Could you retype, exactly as written, every line from the top of the records through the line that contains "use rust_decimal_macros::dec;"?

(Stored data)
○ ○ ○ ○

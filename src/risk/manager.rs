//! Market-condition filters and confidence adjustments
//!
//! The RiskManager answers two questions per signal: do current market
//! conditions permit an entry at all, and how should confidence shift
//! given trend, regime, dealer positioning, and gamma exposure. All
//! three market filters are always evaluated and reported; only the
//! volatility ceiling gates the entry.

use crate::config::{Config, ConfidenceConfig, ConfigError, RiskConfig};
use crate::market::{ContextData, GexSignal, Trend, VolatilityRegime};
use crate::signal::{Direction, Signal};
use chrono::{Datelike, NaiveTime, Weekday};
use chrono_tz::Tz;
use rust_decimal::Decimal;
use rust_decimal_macros::dec;

/// Outcome of each market filter; all three are always evaluated
#[derive(Debug, Clone, Copy, Default, PartialEq, Eq)]
pub struct FilterChecks {
    pub volatility: bool,
    pub market_hours: bool,
    pub trend: bool,
}

/// Result of applying the market filters to a signal
#[derive(Debug, Clone)]
pub struct MarketFilterResult {
    /// False only when the volatility ceiling is breached
    pub passed: bool,
    /// Individual filter outcomes
    pub filters: FilterChecks,
    /// Reason when `passed` is false
    pub rejection_reason: Option<String>,
    /// Size multiplier applied to the final quantity
    pub position_size_multiplier: Decimal,
}

/// Contribution of trend alignment to the context adjustment
const TREND_COMPONENT: Decimal = dec!(8);
/// Contribution of the volatility regime to the context adjustment
const REGIME_COMPONENT: Decimal = dec!(5);

/// Applies market filters and computes confidence adjustments
pub struct RiskManager {
    risk: RiskConfig,
    confidence: ConfidenceConfig,
    open: NaiveTime,
    close: NaiveTime,
    timezone: Tz,
}

impl RiskManager {
    /// Build a risk manager from validated configuration
    pub fn new(config: &Config) -> Result<Self, ConfigError> {
        Ok(Self {
            risk: config.risk.clone(),
            confidence: config.confidence.clone(),
            open: config.validation.open_time()?,
            close: config.validation.close_time()?,
            timezone: config.validation.timezone()?,
        })
    }

    /// Evaluate all market filters for a signal
    ///
    /// Every filter is reported regardless of pass or fail. Volatility
    /// above the caution threshold halves the size multiplier; above the
    /// hard ceiling it rejects the entry outright.
    pub fn apply_market_filters(
        &self,
        signal: &Signal,
        context: &ContextData,
    ) -> MarketFilterResult {
        let volatility_ok = context.volatility <= self.risk.max_volatility;

        let local = signal.timestamp.with_timezone(&self.timezone);
        let weekend = matches!(local.weekday(), Weekday::Sat | Weekday::Sun);
        let market_hours_ok = !weekend && local.time() >= self.open && local.time() < self.close;

        let trend_ok = match (signal.direction, context.trend) {
            (_, Trend::Neutral) => true,
            (Direction::Call, Trend::Bullish) => true,
            (Direction::Put, Trend::Bearish) => true,
            _ => false,
        };

        let position_size_multiplier = if context.volatility > self.risk.caution_volatility {
            self.risk.caution_size_factor
        } else {
            Decimal::ONE
        };

        let rejection_reason = if volatility_ok {
            None
        } else {
            Some(format!(
                "volatility {} above ceiling {}",
                context.volatility, self.risk.max_volatility
            ))
        };

        MarketFilterResult {
            passed: volatility_ok,
            filters: FilterChecks {
                volatility: volatility_ok,
                market_hours: market_hours_ok,
                trend: trend_ok,
            },
            rejection_reason,
            position_size_multiplier,
        }
    }

    /// Confidence adjustment from trend alignment and volatility regime
    ///
    /// Counter-trend signals always come out negative, trend-aligned
    /// ones positive; a low regime adds, a high regime subtracts. The
    /// result is clamped to the configured bound.
    pub fn context_adjustment(&self, signal: &Signal, context: &ContextData) -> Decimal {
        let trend_part = match (signal.direction, context.trend) {
            (_, Trend::Neutral) => Decimal::ZERO,
            (Direction::Call, Trend::Bullish) | (Direction::Put, Trend::Bearish) => {
                TREND_COMPONENT
            }
            _ => -TREND_COMPONENT,
        };

        let regime_part = match context.regime {
            VolatilityRegime::Low => REGIME_COMPONENT,
            VolatilityRegime::Normal => Decimal::ZERO,
            VolatilityRegime::High => -REGIME_COMPONENT,
        };

        clamp(
            trend_part + regime_part,
            self.confidence.max_context_adjustment,
        )
    }

    /// Confidence adjustment from dealer-positioning bias
    ///
    /// Bias aligned with the trade direction is positive, opposed is
    /// negative, scaled by the bias magnitude and clamped.
    pub fn positioning_adjustment(&self, signal: &Signal, context: &ContextData) -> Decimal {
        if context.bias == Decimal::ZERO {
            return Decimal::ZERO;
        }

        let aligned = match signal.direction {
            Direction::Call => context.bias > Decimal::ZERO,
            Direction::Put => context.bias < Decimal::ZERO,
        };

        let magnitude =
            context.bias.abs().min(Decimal::ONE) * self.confidence.max_positioning_adjustment;
        let signed = if aligned { magnitude } else { -magnitude };
        clamp(signed, self.confidence.max_positioning_adjustment)
    }

    /// Confidence adjustment from a gamma exposure reading
    ///
    /// Agreement is positive, disagreement negative, scaled by reading
    /// strength and the age-derived effective weight.
    pub fn gex_adjustment(&self, signal: &Signal, gex: &GexSignal, weight: Decimal) -> Decimal {
        let magnitude = gex.strength.min(Decimal::ONE) * self.confidence.max_gex_adjustment * weight;
        let signed = if gex.direction == signal.direction {
            magnitude
        } else {
            -magnitude
        };
        clamp(signed, self.confidence.max_gex_adjustment)
    }
}

fn clamp(value: Decimal, bound: Decimal) -> Decimal {
    value.max(-bound).min(bound)
}
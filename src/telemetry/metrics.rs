//! Prometheus metrics

use metrics::{describe_counter, describe_gauge, describe_histogram};
use metrics_exporter_prometheus::PrometheusBuilder;
use std::net::{Ipv4Addr, SocketAddr};

/// Install the Prometheus exporter and register metric descriptions
///
/// Metrics are served on `/metrics` at the given port.
pub fn init_metrics(port: u16) -> anyhow::Result<()> {
    let addr = SocketAddr::from((Ipv4Addr::UNSPECIFIED, port));
    PrometheusBuilder::new()
        .with_http_listener(addr)
        .install()
        .map_err(|e| anyhow::anyhow!("Failed to start metrics exporter: {}", e))?;

    describe_counter!(
        "gexflow_signals_total",
        "Raw signals received by the pipeline"
    );
    describe_counter!(
        "gexflow_signals_failed_total",
        "Signals that failed a pipeline stage, labeled by stage"
    );
    describe_counter!(
        "gexflow_entries_total",
        "Positions opened from accepted entry decisions"
    );
    describe_counter!(
        "gexflow_entries_rejected_total",
        "Entry decisions rejected by the orchestrator"
    );
    describe_gauge!("gexflow_open_positions", "Currently open positions");
    describe_histogram!(
        "gexflow_pipeline_duration_seconds",
        "End-to-end pipeline latency per signal"
    );

    tracing::info!(port, "Prometheus exporter listening");
    Ok(())
}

○ ○ ○ ○

[Task output]
filename src/risk/manager.rs
//! Market-condition filters and confidence adjustments
//!
//! The RiskManager answers two questions per signal: do current market
//! conditions permit an entry at all, and how should confidence shift
//! given trend, regime, dealer positioning, and gamma exposure. All
//! three market filters are always evaluated and reported; only the
//! volatility ceiling gates the entry.

use crate::config::{Config, ConfidenceConfig, ConfigError, RiskConfig};
use crate::market::{ContextData, GexSignal, Trend, VolatilityRegime};
use crate::signal::{Direction, Signal};
use chrono::{Datelike, NaiveTime, Weekday};
use chrono_tz::Tz;
use rust_decimal::Decimal;
use rust_decimal_macros::dec;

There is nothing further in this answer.